Stored records
════════════════════

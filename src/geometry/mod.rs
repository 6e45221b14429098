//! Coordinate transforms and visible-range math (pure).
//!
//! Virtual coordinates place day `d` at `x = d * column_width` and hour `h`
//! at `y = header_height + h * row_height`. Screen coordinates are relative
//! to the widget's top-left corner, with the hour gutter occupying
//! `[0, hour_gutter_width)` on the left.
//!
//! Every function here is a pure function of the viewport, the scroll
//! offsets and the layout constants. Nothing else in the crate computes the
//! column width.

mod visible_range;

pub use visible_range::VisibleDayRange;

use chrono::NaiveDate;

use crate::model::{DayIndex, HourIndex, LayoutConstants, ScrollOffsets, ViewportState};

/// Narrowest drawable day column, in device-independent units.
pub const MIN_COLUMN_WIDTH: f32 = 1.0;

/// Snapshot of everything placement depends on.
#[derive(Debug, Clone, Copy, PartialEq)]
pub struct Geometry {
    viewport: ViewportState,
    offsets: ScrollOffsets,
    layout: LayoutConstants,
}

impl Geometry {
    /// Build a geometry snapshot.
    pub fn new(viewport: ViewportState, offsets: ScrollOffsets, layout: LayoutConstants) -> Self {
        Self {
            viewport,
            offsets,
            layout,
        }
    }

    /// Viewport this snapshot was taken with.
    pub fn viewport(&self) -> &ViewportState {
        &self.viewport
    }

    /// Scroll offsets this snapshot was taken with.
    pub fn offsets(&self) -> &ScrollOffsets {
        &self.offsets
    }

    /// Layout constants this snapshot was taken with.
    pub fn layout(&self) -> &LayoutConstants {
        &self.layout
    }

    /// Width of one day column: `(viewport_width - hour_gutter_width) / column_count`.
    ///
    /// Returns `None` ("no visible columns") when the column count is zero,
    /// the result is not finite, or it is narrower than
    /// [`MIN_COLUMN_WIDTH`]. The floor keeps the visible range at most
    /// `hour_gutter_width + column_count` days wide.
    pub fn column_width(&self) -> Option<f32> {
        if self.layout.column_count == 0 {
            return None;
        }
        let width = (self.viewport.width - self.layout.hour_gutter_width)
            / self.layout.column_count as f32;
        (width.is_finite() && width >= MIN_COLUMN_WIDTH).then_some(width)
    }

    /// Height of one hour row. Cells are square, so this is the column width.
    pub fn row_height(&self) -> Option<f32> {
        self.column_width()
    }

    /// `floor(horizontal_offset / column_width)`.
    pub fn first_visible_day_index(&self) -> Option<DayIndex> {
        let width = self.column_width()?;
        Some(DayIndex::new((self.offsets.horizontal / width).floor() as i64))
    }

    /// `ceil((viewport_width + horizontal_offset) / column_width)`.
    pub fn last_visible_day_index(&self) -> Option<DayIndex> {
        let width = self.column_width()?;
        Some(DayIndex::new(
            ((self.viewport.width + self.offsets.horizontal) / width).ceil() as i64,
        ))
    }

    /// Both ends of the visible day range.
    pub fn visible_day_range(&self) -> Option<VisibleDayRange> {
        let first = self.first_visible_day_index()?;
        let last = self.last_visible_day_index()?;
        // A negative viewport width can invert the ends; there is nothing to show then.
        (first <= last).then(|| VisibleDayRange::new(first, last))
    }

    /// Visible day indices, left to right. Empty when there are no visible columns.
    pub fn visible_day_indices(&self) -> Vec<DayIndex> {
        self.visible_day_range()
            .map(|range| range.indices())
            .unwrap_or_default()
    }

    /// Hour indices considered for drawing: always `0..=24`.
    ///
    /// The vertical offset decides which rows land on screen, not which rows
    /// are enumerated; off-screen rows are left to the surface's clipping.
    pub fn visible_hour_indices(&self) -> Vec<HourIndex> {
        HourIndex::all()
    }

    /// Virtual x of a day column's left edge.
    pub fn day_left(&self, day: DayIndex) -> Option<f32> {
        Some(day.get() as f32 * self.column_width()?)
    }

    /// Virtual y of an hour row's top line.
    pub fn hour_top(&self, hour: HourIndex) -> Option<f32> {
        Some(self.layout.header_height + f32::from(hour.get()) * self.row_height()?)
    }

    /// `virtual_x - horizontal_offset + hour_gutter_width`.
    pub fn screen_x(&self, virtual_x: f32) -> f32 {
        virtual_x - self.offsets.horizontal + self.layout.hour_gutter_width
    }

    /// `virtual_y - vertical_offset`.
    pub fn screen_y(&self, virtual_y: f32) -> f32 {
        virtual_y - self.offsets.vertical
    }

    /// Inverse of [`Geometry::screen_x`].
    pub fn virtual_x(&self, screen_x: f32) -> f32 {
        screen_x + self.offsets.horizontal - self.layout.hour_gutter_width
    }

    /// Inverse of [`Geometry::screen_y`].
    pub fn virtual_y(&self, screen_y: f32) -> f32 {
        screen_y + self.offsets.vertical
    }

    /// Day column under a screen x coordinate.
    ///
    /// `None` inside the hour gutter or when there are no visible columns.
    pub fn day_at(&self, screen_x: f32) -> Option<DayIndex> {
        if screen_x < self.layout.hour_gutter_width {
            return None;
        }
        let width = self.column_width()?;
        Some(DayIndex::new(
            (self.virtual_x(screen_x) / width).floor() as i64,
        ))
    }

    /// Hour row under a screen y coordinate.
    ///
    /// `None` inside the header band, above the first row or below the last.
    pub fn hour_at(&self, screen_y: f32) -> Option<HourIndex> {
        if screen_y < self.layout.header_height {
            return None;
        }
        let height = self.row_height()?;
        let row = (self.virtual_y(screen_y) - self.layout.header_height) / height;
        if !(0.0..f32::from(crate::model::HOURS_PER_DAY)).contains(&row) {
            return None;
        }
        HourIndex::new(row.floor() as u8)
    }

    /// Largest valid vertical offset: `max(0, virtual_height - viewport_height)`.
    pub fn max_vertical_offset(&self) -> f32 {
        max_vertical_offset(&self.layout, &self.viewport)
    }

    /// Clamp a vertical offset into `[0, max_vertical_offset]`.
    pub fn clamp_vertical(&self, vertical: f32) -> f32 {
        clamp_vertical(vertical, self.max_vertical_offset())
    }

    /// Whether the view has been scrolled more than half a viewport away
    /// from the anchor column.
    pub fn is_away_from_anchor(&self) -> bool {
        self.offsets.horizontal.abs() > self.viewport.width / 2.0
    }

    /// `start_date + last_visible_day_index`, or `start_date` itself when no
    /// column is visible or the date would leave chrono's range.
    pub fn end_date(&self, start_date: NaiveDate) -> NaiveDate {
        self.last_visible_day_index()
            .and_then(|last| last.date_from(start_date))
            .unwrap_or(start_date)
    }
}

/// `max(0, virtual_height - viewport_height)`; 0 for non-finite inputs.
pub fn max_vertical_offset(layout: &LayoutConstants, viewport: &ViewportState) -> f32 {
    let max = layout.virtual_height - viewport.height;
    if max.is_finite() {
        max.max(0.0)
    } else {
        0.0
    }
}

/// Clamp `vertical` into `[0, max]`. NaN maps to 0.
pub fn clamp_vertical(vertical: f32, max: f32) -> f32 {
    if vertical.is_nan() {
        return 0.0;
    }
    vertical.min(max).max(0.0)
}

════════════════════

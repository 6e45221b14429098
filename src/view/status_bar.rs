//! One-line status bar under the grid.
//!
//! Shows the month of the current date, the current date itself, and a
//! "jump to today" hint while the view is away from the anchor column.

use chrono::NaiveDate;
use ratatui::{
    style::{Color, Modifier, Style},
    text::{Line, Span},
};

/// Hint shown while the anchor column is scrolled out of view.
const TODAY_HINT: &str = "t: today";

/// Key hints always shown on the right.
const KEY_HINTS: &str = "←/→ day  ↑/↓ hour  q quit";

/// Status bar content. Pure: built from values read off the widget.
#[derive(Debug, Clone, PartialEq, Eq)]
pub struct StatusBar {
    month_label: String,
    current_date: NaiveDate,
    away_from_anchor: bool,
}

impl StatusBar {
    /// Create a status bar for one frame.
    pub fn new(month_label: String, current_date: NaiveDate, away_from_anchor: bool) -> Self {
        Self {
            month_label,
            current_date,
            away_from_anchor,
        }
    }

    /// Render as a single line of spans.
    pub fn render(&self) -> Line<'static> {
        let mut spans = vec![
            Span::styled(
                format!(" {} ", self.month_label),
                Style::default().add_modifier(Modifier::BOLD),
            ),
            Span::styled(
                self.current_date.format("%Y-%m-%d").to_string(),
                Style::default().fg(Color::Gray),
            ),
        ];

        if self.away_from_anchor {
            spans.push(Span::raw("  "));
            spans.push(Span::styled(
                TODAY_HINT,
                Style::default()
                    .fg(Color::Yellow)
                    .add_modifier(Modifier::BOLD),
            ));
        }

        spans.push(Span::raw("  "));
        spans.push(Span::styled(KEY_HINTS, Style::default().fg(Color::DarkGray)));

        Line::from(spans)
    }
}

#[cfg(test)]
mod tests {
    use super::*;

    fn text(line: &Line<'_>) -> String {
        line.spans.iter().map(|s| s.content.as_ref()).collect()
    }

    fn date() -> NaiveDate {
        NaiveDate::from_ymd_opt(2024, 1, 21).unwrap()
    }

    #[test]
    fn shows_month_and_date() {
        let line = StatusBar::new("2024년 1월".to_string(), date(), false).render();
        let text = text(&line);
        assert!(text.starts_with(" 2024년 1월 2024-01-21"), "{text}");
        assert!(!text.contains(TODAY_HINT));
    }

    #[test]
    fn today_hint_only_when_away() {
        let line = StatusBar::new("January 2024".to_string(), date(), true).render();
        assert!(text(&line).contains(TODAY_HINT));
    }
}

════════════════════

Go through the entries and copy every line with "crate".

//! offsets and the layout constants. Nothing else in the crate computes the
use crate::model::{DayIndex, HourIndex, LayoutConstants, ScrollOffsets, ViewportState};
        if !(0.0..f32::from(crate::model::HOURS_PER_DAY)).contains(&row) {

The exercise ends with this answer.